* _Provided material_:
···

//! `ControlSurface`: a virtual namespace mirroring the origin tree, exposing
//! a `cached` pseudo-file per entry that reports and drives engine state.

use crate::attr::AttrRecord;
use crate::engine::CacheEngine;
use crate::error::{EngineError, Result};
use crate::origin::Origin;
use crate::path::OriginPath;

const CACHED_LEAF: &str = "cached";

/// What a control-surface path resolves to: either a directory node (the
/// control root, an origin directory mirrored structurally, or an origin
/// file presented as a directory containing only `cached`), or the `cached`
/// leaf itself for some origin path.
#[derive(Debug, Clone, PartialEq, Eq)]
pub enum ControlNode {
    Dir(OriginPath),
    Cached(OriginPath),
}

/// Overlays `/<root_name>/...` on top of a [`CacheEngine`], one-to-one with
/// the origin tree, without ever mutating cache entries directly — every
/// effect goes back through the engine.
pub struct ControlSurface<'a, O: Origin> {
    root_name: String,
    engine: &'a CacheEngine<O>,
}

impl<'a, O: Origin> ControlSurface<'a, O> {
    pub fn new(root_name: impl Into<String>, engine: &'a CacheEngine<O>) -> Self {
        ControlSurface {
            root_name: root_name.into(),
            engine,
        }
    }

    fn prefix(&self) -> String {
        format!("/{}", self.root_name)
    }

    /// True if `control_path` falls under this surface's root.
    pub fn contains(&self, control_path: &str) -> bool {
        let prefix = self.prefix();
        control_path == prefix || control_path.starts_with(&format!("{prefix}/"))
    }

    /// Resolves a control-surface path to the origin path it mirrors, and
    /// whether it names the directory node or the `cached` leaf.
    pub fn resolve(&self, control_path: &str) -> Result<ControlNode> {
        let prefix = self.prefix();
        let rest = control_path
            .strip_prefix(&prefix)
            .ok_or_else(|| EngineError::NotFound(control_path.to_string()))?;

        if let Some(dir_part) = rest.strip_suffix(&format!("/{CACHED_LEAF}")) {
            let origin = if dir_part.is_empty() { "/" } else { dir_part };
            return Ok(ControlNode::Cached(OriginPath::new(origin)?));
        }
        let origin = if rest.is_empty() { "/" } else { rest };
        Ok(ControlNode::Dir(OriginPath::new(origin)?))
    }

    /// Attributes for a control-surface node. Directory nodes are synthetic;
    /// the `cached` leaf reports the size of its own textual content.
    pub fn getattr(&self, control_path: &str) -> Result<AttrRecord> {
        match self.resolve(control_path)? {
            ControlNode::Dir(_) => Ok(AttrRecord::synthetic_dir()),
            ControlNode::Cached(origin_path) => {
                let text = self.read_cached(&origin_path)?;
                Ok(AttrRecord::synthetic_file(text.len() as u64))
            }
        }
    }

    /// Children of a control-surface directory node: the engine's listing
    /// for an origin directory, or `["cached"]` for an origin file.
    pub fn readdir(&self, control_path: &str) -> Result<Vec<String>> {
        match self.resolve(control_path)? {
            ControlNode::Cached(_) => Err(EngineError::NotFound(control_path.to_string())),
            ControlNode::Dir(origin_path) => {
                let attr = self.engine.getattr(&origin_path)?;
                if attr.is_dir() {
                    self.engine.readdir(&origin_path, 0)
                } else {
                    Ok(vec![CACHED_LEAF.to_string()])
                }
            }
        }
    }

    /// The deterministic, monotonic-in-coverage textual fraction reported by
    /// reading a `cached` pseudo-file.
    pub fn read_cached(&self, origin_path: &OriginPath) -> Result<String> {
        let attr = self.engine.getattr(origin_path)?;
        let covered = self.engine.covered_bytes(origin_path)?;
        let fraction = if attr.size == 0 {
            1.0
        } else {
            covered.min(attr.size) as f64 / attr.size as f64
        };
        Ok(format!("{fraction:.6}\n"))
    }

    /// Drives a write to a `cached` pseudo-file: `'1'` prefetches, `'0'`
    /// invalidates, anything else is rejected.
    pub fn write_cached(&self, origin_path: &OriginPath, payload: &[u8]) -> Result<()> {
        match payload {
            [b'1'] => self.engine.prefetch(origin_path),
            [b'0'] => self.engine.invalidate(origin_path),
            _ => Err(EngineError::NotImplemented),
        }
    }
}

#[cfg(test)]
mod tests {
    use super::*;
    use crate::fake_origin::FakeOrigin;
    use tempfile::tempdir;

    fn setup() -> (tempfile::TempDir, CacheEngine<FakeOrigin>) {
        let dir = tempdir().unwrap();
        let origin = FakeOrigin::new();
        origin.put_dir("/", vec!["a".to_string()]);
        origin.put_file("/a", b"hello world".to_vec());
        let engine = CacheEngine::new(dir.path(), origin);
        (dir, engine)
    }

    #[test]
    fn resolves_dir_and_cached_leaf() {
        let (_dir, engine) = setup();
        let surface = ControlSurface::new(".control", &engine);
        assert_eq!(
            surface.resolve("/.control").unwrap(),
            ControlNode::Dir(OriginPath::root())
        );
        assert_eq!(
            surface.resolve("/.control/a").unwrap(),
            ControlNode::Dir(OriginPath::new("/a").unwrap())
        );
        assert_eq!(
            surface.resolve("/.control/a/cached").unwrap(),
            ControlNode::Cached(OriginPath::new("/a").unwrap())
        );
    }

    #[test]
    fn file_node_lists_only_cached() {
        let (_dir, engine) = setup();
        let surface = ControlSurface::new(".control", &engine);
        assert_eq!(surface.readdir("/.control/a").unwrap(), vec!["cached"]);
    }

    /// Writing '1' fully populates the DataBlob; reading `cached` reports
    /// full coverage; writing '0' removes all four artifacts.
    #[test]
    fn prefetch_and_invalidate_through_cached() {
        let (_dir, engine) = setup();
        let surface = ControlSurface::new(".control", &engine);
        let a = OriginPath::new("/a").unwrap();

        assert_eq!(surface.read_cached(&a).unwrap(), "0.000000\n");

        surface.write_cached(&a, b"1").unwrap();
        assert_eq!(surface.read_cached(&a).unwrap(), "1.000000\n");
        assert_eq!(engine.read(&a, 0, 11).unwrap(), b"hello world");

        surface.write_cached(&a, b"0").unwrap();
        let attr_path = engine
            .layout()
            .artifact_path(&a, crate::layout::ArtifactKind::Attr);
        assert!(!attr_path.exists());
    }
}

···

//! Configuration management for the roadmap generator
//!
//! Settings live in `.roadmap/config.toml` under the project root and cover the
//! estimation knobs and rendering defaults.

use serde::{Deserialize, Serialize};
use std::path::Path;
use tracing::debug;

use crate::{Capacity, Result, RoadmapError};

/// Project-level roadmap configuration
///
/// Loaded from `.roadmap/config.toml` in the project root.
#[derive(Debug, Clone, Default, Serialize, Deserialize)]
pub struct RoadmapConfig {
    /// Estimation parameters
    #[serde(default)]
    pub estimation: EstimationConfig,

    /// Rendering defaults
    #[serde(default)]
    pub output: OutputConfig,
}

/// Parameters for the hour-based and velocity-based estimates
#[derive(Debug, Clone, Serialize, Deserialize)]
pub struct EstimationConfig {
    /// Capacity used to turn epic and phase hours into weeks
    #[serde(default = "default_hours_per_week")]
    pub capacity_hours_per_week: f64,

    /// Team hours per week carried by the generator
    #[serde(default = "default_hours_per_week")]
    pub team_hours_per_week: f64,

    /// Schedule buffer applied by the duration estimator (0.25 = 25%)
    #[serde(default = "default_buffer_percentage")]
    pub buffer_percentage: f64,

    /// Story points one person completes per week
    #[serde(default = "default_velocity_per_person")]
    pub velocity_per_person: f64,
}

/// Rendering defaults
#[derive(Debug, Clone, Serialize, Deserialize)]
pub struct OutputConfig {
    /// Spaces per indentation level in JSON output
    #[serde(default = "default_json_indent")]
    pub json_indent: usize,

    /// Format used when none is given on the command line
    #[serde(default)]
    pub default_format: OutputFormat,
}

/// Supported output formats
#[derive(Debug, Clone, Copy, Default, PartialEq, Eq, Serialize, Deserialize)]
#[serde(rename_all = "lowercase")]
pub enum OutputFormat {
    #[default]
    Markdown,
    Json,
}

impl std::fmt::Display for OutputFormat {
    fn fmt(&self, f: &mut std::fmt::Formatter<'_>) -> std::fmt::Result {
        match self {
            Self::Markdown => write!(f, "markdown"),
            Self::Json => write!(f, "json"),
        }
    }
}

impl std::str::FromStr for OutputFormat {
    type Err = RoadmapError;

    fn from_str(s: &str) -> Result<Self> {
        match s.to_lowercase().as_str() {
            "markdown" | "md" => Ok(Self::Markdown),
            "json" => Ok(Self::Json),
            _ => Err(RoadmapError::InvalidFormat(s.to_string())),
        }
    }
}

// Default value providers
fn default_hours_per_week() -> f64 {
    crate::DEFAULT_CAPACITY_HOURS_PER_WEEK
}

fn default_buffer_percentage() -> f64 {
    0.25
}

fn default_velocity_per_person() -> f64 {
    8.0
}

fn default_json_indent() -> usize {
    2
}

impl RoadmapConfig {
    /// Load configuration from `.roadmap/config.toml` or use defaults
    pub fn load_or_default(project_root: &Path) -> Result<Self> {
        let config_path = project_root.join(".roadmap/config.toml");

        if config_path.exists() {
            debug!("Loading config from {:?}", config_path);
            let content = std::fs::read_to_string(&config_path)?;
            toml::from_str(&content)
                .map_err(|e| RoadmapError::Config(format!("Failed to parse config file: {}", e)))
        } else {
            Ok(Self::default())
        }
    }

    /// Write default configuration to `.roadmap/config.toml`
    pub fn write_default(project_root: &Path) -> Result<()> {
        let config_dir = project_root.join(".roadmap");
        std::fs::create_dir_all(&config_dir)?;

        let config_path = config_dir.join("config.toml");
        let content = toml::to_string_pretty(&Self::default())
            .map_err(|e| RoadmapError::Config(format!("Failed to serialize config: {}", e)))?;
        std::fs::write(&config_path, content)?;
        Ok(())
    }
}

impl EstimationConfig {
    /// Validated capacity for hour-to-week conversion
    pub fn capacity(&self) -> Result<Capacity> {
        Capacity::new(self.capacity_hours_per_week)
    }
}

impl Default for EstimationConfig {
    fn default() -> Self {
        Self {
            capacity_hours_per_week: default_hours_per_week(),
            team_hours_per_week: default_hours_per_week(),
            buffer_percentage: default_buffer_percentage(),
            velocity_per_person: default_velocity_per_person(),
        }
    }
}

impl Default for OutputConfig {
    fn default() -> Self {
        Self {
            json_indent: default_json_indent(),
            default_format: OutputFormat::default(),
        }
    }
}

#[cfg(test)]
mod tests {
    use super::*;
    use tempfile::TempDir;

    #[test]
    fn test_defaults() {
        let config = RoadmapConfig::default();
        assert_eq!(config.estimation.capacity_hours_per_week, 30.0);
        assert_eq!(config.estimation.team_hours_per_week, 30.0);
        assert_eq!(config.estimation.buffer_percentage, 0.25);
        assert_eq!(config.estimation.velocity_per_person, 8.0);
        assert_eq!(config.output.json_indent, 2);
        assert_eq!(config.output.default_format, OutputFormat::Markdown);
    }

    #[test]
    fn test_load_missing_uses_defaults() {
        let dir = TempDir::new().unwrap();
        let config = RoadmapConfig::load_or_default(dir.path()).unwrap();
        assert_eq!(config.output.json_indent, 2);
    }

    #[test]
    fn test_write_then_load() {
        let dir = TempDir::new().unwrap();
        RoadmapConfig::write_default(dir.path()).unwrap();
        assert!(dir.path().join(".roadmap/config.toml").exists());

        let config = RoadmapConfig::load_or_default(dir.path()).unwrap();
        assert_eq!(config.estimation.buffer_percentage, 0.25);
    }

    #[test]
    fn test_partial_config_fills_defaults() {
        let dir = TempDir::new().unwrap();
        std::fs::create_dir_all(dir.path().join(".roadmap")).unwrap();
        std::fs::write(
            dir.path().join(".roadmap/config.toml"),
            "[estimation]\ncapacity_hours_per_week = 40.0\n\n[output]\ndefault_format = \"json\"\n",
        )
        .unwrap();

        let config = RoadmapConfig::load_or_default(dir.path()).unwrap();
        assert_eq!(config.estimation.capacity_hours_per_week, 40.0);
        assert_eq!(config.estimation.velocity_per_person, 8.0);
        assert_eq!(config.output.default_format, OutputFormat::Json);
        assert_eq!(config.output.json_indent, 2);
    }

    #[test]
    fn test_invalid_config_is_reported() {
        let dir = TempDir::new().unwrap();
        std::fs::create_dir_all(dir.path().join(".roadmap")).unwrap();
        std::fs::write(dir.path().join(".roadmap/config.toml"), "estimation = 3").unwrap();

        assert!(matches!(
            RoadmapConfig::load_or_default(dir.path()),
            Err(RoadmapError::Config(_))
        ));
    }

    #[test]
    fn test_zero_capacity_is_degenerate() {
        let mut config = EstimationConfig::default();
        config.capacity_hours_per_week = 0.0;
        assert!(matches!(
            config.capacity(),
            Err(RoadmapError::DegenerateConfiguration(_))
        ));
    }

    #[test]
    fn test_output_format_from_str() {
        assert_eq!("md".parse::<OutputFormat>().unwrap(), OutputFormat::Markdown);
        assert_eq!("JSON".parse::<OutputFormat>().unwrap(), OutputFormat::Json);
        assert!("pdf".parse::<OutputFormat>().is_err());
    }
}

···

* _Problem requirements_: Working from the records above, write out verbatim only the lines from the line containing "origin tree, exposing" through the line containing "pub fn contains(&self, control_path: &str)".

* _Output of the exercise_:
//! `ControlSurface`: a virtual namespace mirroring the origin tree, exposing
//! a `cached` pseudo-file per entry that reports and drives engine state.

use crate::attr::AttrRecord;
use crate::engine::CacheEngine;
use crate::error::{EngineError, Result};
use crate::origin::Origin;
use crate::path::OriginPath;

const CACHED_LEAF: &str = "cached";

/// What a control-surface path resolves to: either a directory node (the
/// control root, an origin directory mirrored structurally, or an origin
/// file presented as a directory containing only `cached`), or the `cached`
/// leaf itself for some origin path.
#[derive(Debug, Clone, PartialEq, Eq)]
pub enum ControlNode {
    Dir(OriginPath),
    Cached(OriginPath),
}

/// Overlays `/<root_name>/...` on top of a [`CacheEngine`], one-to-one with
/// the origin tree, without ever mutating cache entries directly — every
/// effect goes back through the engine.
pub struct ControlSurface<'a, O: Origin> {
    root_name: String,
    engine: &'a CacheEngine<O>,
}

impl<'a, O: Origin> ControlSurface<'a, O> {
    pub fn new(root_name: impl Into<String>, engine: &'a CacheEngine<O>) -> Self {
        ControlSurface {
            root_name: root_name.into(),
            engine,
        }
    }

    fn prefix(&self) -> String {
        format!("/{}", self.root_name)
    }

    /// True if `control_path` falls under this surface's root.
    pub fn contains(&self, control_path: &str) -> bool {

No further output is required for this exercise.